From the data below, return each line in which the string "thread" is found.

___ INFORMATION PROVIDED

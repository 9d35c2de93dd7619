use std::io::IsTerminal;

use clap::ValueEnum;
use comfy_table::{presets::UTF8_FULL, ContentArrangement, Table};
use pingproto_messages::catalog::{CatalogEntry, PayloadLayout};
use pingproto_messages::{Message, Ping1dMessage, Ping360Message};

#[derive(Clone, Copy, Debug, ValueEnum)]
pub enum OutputFormat {
    Json,
    Table,
    Pretty,
}

impl OutputFormat {
    pub fn default_for_stdout() -> Self {
        if std::io::stdout().is_terminal() {
            Self::Table
        } else {
            Self::Json
        }
    }
}

pub fn print_message(message: &Message, format: OutputFormat) {
    match format {
        OutputFormat::Json => {
            println!(
                "{}",
                serde_json::to_string(message).unwrap_or_else(|_| "{}".to_string())
            );
        }
        OutputFormat::Table => {
            let mut table = Table::new();
            table
                .load_preset(UTF8_FULL)
                .set_content_arrangement(ContentArrangement::Dynamic)
                .set_header(vec!["ID", "NAME", "SUMMARY"])
                .add_row(vec![
                    message.message_id().to_string(),
                    message.name().to_string(),
                    summary(message),
                ]);
            println!("{table}");
        }
        OutputFormat::Pretty => {
            println!(
                "{} ({}): {}",
                message.name(),
                message.message_id(),
                summary(message)
            );
        }
    }
}

pub fn print_catalog(entries: &[CatalogEntry], format: OutputFormat) {
    match format {
        OutputFormat::Json => {
            println!(
                "{}",
                serde_json::to_string(entries).unwrap_or_else(|_| "[]".to_string())
            );
        }
        OutputFormat::Table => {
            let mut table = Table::new();
            table
                .load_preset(UTF8_FULL)
                .set_content_arrangement(ContentArrangement::Dynamic)
                .set_header(vec!["ID", "NAME", "PAYLOAD"]);
            for entry in entries {
                table.add_row(vec![
                    entry.message_id.to_string(),
                    entry.name.to_string(),
                    layout_label(entry.layout),
                ]);
            }
            println!("{table}");
        }
        OutputFormat::Pretty => {
            for entry in entries {
                println!(
                    "{:>5}  {:<30} {}",
                    entry.message_id,
                    entry.name,
                    layout_label(entry.layout)
                );
            }
        }
    }
}

fn layout_label(layout: PayloadLayout) -> String {
    match layout {
        PayloadLayout::Fixed(size) => format!("fixed ({size} bytes)"),
        PayloadLayout::Variable => "variable".to_string(),
    }
}

/// One-line field dump per message variant.
pub fn summary(message: &Message) -> String {
    match message {
        Message::Acknowledged(m) => format!("acked_id={}", m.acked_id),
        Message::NotAcknowledged(m) => {
            format!("nacked_id={} message={:?}", m.nacked_id, m.message)
        }
        Message::AsciiMessage(m) => format!("message={:?}", m.message),
        Message::DeviceInformation(m) => format!(
            "type={} revision={} firmware={}",
            m.device_type, m.device_revision, m.firmware_version
        ),
        Message::ProtocolVersion(m) => format!("version={}", m.version),
        Message::GeneralRequest(m) => format!("requested_id={}", m.requested_id),
        Message::SetDeviceId(m) => format!("device_id={}", m.device_id),
        Message::Ping1d(Ping1dMessage::Distance(m)) => format!(
            "distance={}mm confidence={}% ping={}",
            m.info.distance, m.info.confidence, m.info.ping_number
        ),
        Message::Ping1d(Ping1dMessage::DistanceSimple(m)) => {
            format!("distance={}mm confidence={}%", m.distance, m.confidence)
        }
        Message::Ping1d(Ping1dMessage::Profile(m)) => format!(
            "distance={}mm confidence={}% samples={}",
            m.info.distance,
            m.info.confidence,
            m.data.len()
        ),
        Message::Ping1d(Ping1dMessage::GeneralInfo(m)) => format!(
            "fw={}.{} voltage={}mV interval={}ms gain={} auto={}",
            m.firmware_version_major,
            m.firmware_version_minor,
            m.voltage_5,
            m.ping_interval,
            m.gain_setting,
            m.mode_auto
        ),
        Message::Ping1d(Ping1dMessage::Voltage5(m)) => format!("voltage={}mV", m.voltage),
        Message::Ping1d(m) => format!("{m:?}"),
        Message::Ping360(Ping360Message::DeviceData(m)) => format!(
            "angle={} samples={} period={}",
            m.parameters.angle,
            m.data.len(),
            m.parameters.sample_period
        ),
        Message::Ping360(m) => format!("{m:?}"),
        Message::Unknown {
            message_id,
            payload,
        } => format!("id={message_id} payload={} bytes", payload.len()),
    }
}
//! Client session management for Ping sonar devices.
//!
//! This is the "just works" layer. Connect over serial or UDP, let the
//! session verify the peer's protocol version, then stream decoded messages
//! through a handler while sending commands from anywhere.

pub mod client;
pub mod error;
pub mod handshake;
mod writer;

pub use client::PingClient;
pub use error::{ClientError, Result};
pub use handshake::HandshakeConfig;
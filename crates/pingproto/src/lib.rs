//! Blue Robotics Ping sonar protocol stack.
//!
//! pingproto speaks the binary `BR` frame protocol of the Ping1D echosounder
//! and Ping360 scanning sonar over serial lines and UDP bridges.
//!
//! # Crate Structure
//!
//! - [`transport`] — Serial/UDP byte-stream transports
//! - [`frame`] — Wire framing: header, checksum, reader/writer
//! - [`messages`] — Message catalog for both device families
//! - [`client`] — Client session with handshake (behind `client` feature)

/// Re-export transport types.
pub mod transport {
    pub use pingproto_transport::*;
}

/// Re-export frame types.
pub mod frame {
    pub use pingproto_frame::*;
}

/// Re-export message catalog types.
pub mod messages {
    pub use pingproto_messages::*;
}

/// Re-export client session types (requires `client` feature).
#[cfg(feature = "client")]
pub mod client {
    pub use pingproto_client::*;
}
//! Byte-stream transports for Ping sonar devices.
//!
//! Provides a unified interface over the two links a device can be reached
//! through:
//! - Serial line (RS485/USB adapter)
//! - UDP (companion computer bridge)
//!
//! This is the lowest layer of pingproto. Everything else builds on top of
//! the [`DeviceStream`] type provided here.

pub mod error;
pub mod serial;
pub mod stream;
pub mod udp;

pub use error::{Result, TransportError};
pub use stream::DeviceStream;
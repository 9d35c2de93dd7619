/// Errors that can occur in a client session.
#[derive(Debug, thiserror::Error)]
pub enum ClientError {
    /// Transport-level error.
    #[error("transport error: {0}")]
    Transport(#[from] pingproto_transport::TransportError),

    /// Frame-level error.
    #[error("frame error: {0}")]
    Frame(#[from] pingproto_frame::FrameError),

    /// Message construction or decode error.
    #[error("message error: {0}")]
    Message(#[from] pingproto_messages::MessageError),

    /// The bounded handshake exhausted its attempts.
    #[error("handshake gave up after {attempts} attempts")]
    HandshakeTimeout { attempts: u32 },

    /// The background writer thread is no longer running.
    #[error("writer thread is no longer running")]
    WriterClosed,
}

pub type Result<T> = std::result::Result<T, ClientError>;
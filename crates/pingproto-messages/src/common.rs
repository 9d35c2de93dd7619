//! Generic protocol messages shared by every Ping device family.

use std::fmt;

use bytes::{BufMut, BytesMut};
use serde::Serialize;

use crate::error::Result;
use crate::{read_u16, read_u8};

/// Device family carried in a [`DeviceInformation`] reply.
#[derive(Debug, Clone, Copy, PartialEq, Eq, Serialize)]
#[serde(rename_all = "snake_case")]
pub enum DeviceType {
    Unknown,
    Ping1d,
    Ping360,
}

impl DeviceType {
    pub fn as_u8(self) -> u8 {
        match self {
            DeviceType::Unknown => 0,
            DeviceType::Ping1d => 1,
            DeviceType::Ping360 => 2,
        }
    }

    pub fn name(self) -> &'static str {
        match self {
            DeviceType::Unknown => "UNKNOWN_DEVICE",
            DeviceType::Ping1d => "PING_1D",
            DeviceType::Ping360 => "PING_360",
        }
    }
}

impl From<u8> for DeviceType {
    fn from(value: u8) -> Self {
        match value {
            1 => DeviceType::Ping1d,
            2 => DeviceType::Ping360,
            _ => DeviceType::Unknown,
        }
    }
}

impl fmt::Display for DeviceType {
    fn fmt(&self, f: &mut fmt::Formatter<'_>) -> fmt::Result {
        f.write_str(self.name())
    }
}

/// Four-byte version record (major.minor.patch + reserved byte).
#[derive(Debug, Clone, Copy, Default, PartialEq, Eq, Serialize)]
pub struct Version {
    pub major: u8,
    pub minor: u8,
    pub patch: u8,
    pub reserved: u8,
}

impl Version {
    pub const SIZE: usize = 4;

    pub(crate) fn decode_at(message_id: u16, payload: &[u8], offset: usize) -> Result<Self> {
        Ok(Self {
            major: read_u8(message_id, payload, offset)?,
            minor: read_u8(message_id, payload, offset + 1)?,
            patch: read_u8(message_id, payload, offset + 2)?,
            reserved: read_u8(message_id, payload, offset + 3)?,
        })
    }

    pub(crate) fn encode_into(&self, dst: &mut BytesMut) {
        dst.put_u8(self.major);
        dst.put_u8(self.minor);
        dst.put_u8(self.patch);
        dst.put_u8(self.reserved);
    }
}

impl fmt::Display for Version {
    fn fmt(&self, f: &mut fmt::Formatter<'_>) -> fmt::Result {
        write!(f, "{}.{}.{}", self.major, self.minor, self.patch)
    }
}

/// Positive acknowledgement of a received command.
#[derive(Debug, Clone, Copy, PartialEq, Eq, Serialize)]
pub struct Acknowledged {
    /// ID of the message being acknowledged.
    pub acked_id: u16,
}

impl Acknowledged {
    pub const ID: u16 = 1;
    pub const PAYLOAD_SIZE: usize = 2;

    pub fn new(acked_id: u16) -> Self {
        Self { acked_id }
    }

    pub fn encode_payload(&self, dst: &mut BytesMut) {
        dst.put_u16_le(self.acked_id);
    }

    pub fn decode(payload: &[u8]) -> Result<Self> {
        Ok(Self {
            acked_id: read_u16(Self::ID, payload, 0)?,
        })
    }
}

/// Negative acknowledgement with a diagnostic text.
#[derive(Debug, Clone, PartialEq, Eq, Serialize)]
pub struct NotAcknowledged {
    /// ID of the rejected message.
    pub nacked_id: u16,
    /// Device-supplied reason.
    pub message: String,
}

impl NotAcknowledged {
    pub const ID: u16 = 2;

    pub fn new(nacked_id: u16, message: impl Into<String>) -> Self {
        Self {
            nacked_id,
            message: message.into(),
        }
    }

    pub fn encode_payload(&self, dst: &mut BytesMut) {
        dst.put_u16_le(self.nacked_id);
        dst.put_slice(self.message.as_bytes());
        dst.put_u8(0);
    }

    pub fn decode(payload: &[u8]) -> Result<Self> {
        let nacked_id = read_u16(Self::ID, payload, 0)?;
        Ok(Self {
            nacked_id,
            message: decode_text(&payload[2..]),
        })
    }
}

/// Free-form diagnostic text emitted by the device.
#[derive(Debug, Clone, PartialEq, Eq, Serialize)]
pub struct AsciiMessage {
    pub message: String,
}

impl AsciiMessage {
    pub const ID: u16 = 3;

    pub fn new(message: impl Into<String>) -> Self {
        Self {
            message: message.into(),
        }
    }

    pub fn encode_payload(&self, dst: &mut BytesMut) {
        dst.put_slice(self.message.as_bytes());
        dst.put_u8(0);
    }

    pub fn decode(payload: &[u8]) -> Result<Self> {
        Ok(Self {
            message: decode_text(payload),
        })
    }
}

/// Device identity and firmware version reply.
#[derive(Debug, Clone, Copy, PartialEq, Eq, Serialize)]
pub struct DeviceInformation {
    pub device_type: DeviceType,
    pub device_revision: u8,
    pub firmware_version: Version,
}

impl DeviceInformation {
    pub const ID: u16 = 4;
    pub const PAYLOAD_SIZE: usize = 2 + Version::SIZE;

    pub fn encode_payload(&self, dst: &mut BytesMut) {
        dst.put_u8(self.device_type.as_u8());
        dst.put_u8(self.device_revision);
        self.firmware_version.encode_into(dst);
    }

    pub fn decode(payload: &[u8]) -> Result<Self> {
        Ok(Self {
            device_type: DeviceType::from(read_u8(Self::ID, payload, 0)?),
            device_revision: read_u8(Self::ID, payload, 1)?,
            firmware_version: Version::decode_at(Self::ID, payload, 2)?,
        })
    }
}

/// Protocol version reply, returned during the session handshake.
#[derive(Debug, Clone, Copy, Default, PartialEq, Eq, Serialize)]
pub struct ProtocolVersion {
    pub version: Version,
}

impl ProtocolVersion {
    pub const ID: u16 = 5;
    pub const PAYLOAD_SIZE: usize = Version::SIZE;

    pub fn new(version: Version) -> Self {
        Self { version }
    }

    pub fn encode_payload(&self, dst: &mut BytesMut) {
        self.version.encode_into(dst);
    }

    pub fn decode(payload: &[u8]) -> Result<Self> {
        Ok(Self {
            version: Version::decode_at(Self::ID, payload, 0)?,
        })
    }
}

/// Ask the device to emit one message of the requested type.
#[derive(Debug, Clone, Copy, PartialEq, Eq, Serialize)]
pub struct GeneralRequest {
    /// ID of the message type being requested.
    pub requested_id: u16,
}

impl GeneralRequest {
    pub const ID: u16 = 6;
    pub const PAYLOAD_SIZE: usize = 2;

    pub fn new(requested_id: u16) -> Self {
        Self { requested_id }
    }

    pub fn encode_payload(&self, dst: &mut BytesMut) {
        dst.put_u16_le(self.requested_id);
    }

    pub fn decode(payload: &[u8]) -> Result<Self> {
        Ok(Self {
            requested_id: read_u16(Self::ID, payload, 0)?,
        })
    }
}

/// Assign a new bus identity to the device.
#[derive(Debug, Clone, Copy, PartialEq, Eq, Serialize)]
pub struct SetDeviceId {
    pub device_id: u8,
}

impl SetDeviceId {
    pub const ID: u16 = 100;
    pub const PAYLOAD_SIZE: usize = 1;

    pub fn new(device_id: u8) -> Self {
        Self { device_id }
    }

    pub fn encode_payload(&self, dst: &mut BytesMut) {
        dst.put_u8(self.device_id);
    }

    pub fn decode(payload: &[u8]) -> Result<Self> {
        Ok(Self {
            device_id: read_u8(Self::ID, payload, 0)?,
        })
    }
}

/// Text payloads are NUL-terminated on the wire; strip one trailing
/// terminator, keep everything else verbatim.
fn decode_text(raw: &[u8]) -> String {
    let trimmed = raw.strip_suffix(&[0]).unwrap_or(raw);
    String::from_utf8_lossy(trimmed).into_owned()
}

#[cfg(test)]
mod tests {
    use super::*;
    use crate::error::MessageError;

    #[test]
    fn acknowledged_roundtrip() {
        let msg = Acknowledged::new(1001);
        let mut payload = BytesMut::new();
        msg.encode_payload(&mut payload);
        assert_eq!(payload.len(), Acknowledged::PAYLOAD_SIZE);
        assert_eq!(Acknowledged::decode(&payload).unwrap(), msg);
    }

    #[test]
    fn acknowledged_short_payload_rejected() {
        let err = Acknowledged::decode(&[0x01]).unwrap_err();
        assert!(matches!(
            err,
            MessageError::ShortPayload {
                message_id: 1,
                expected: 2,
                got: 1
            }
        ));
    }

    #[test]
    fn nack_roundtrip_keeps_text() {
        let msg = NotAcknowledged::new(1005, "gain out of range");
        let mut payload = BytesMut::new();
        msg.encode_payload(&mut payload);
        // nacked_id + text + NUL terminator.
        assert_eq!(payload.len(), 2 + msg.message.len() + 1);
        assert_eq!(NotAcknowledged::decode(&payload).unwrap(), msg);
    }

    #[test]
    fn ascii_message_roundtrip_with_terminator() {
        let msg = AsciiMessage::new("hello wrld");
        let mut payload = BytesMut::new();
        msg.encode_payload(&mut payload);
        assert_eq!(payload.len(), 11);
        assert_eq!(AsciiMessage::decode(&payload).unwrap().message, "hello wrld");
    }

    #[test]
    fn ascii_message_without_terminator_decodes() {
        let decoded = AsciiMessage::decode(b"raw text").unwrap();
        assert_eq!(decoded.message, "raw text");
    }

    #[test]
    fn device_information_roundtrip() {
        let msg = DeviceInformation {
            device_type: DeviceType::Ping360,
            device_revision: 3,
            firmware_version: Version {
                major: 3,
                minor: 2,
                patch: 1,
                reserved: 0,
            },
        };
        let mut payload = BytesMut::new();
        msg.encode_payload(&mut payload);
        assert_eq!(payload.len(), DeviceInformation::PAYLOAD_SIZE);
        assert_eq!(DeviceInformation::decode(&payload).unwrap(), msg);
    }

    #[test]
    fn unknown_device_type_is_lenient() {
        let info = DeviceInformation::decode(&[0x7F, 0, 1, 0, 0, 0]).unwrap();
        assert_eq!(info.device_type, DeviceType::Unknown);
    }

    #[test]
    fn general_request_payload_is_little_endian() {
        let msg = GeneralRequest::new(ProtocolVersion::ID);
        let mut payload = BytesMut::new();
        msg.encode_payload(&mut payload);
        assert_eq!(payload.as_ref(), &[5, 0]);
    }

    #[test]
    fn version_displays_three_parts() {
        let version = Version {
            major: 1,
            minor: 4,
            patch: 9,
            reserved: 0,
        };
        assert_eq!(version.to_string(), "1.4.9");
    }
}
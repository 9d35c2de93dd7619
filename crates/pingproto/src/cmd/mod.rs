use std::path::PathBuf;

use clap::{Args, Subcommand};
use pingproto_client::{HandshakeConfig, PingClient};
use pingproto_transport::DeviceStream;

use crate::exit::{client_error, CliError, CliResult, USAGE};
use crate::output::OutputFormat;

pub mod catalog;
pub mod monitor;
pub mod request;
pub mod version;

#[derive(Subcommand, Debug)]
pub enum Command {
    /// List every message in the catalog.
    Catalog(CatalogArgs),
    /// Request a single message from a device and print the reply.
    Request(RequestArgs),
    /// Stream decoded messages from a device until Ctrl-C.
    Monitor(MonitorArgs),
    /// Show version information.
    Version(VersionArgs),
}

pub fn run(command: Command, format: OutputFormat) -> CliResult<i32> {
    match command {
        Command::Catalog(args) => catalog::run(args, format),
        Command::Request(args) => request::run(args, format),
        Command::Monitor(args) => monitor::run(args, format),
        Command::Version(args) => version::run(args),
    }
}

/// How to reach the device; exactly one link must be given.
#[derive(Args, Debug)]
pub struct LinkArgs {
    /// UDP address of the device bridge (e.g. 192.168.2.2:9092).
    #[arg(long, value_name = "ADDR", conflicts_with = "serial")]
    pub udp: Option<String>,

    /// Serial device path (e.g. /dev/ttyUSB0).
    #[arg(long, value_name = "PATH")]
    pub serial: Option<PathBuf>,

    /// Serial baud rate.
    #[arg(long, default_value_t = 115_200)]
    pub baud: u32,

    /// Give up the handshake after N attempts instead of retrying forever.
    #[arg(long, value_name = "N")]
    pub handshake_attempts: Option<u32>,
}

impl LinkArgs {
    pub fn connect(&self) -> CliResult<PingClient<DeviceStream>> {
        let config = HandshakeConfig {
            max_attempts: self.handshake_attempts,
        };

        match (&self.udp, &self.serial) {
            (Some(addr), None) => PingClient::connect_udp(addr.as_str(), &config)
                .map_err(|err| client_error("connect", err)),
            (None, Some(path)) => PingClient::open_serial(path, self.baud, &config)
                .map_err(|err| client_error("open", err)),
            _ => Err(CliError::new(
                USAGE,
                "exactly one of --udp or --serial is required",
            )),
        }
    }
}

#[derive(Args, Debug, Default)]
pub struct CatalogArgs {}

#[derive(Args, Debug)]
pub struct RequestArgs {
    #[command(flatten)]
    pub link: LinkArgs,

    /// Message ID to request (e.g. 1212 for ping1d.distance).
    pub message_id: u16,

    /// Maximum number of unrelated frames to skip while waiting.
    #[arg(long, default_value_t = 32)]
    pub max_skips: u32,
}

#[derive(Args, Debug)]
pub struct MonitorArgs {
    #[command(flatten)]
    pub link: LinkArgs,

    /// Exit after receiving N messages.
    #[arg(long)]
    pub count: Option<usize>,
}

#[derive(Args, Debug)]
pub struct VersionArgs {
    /// Show extended build information.
    #[arg(long)]
    pub extended: bool,
}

______

◆ SOLUTION TO THIS TASK:
    /// The background writer thread is no longer running.
    #[error("writer thread is no longer running")]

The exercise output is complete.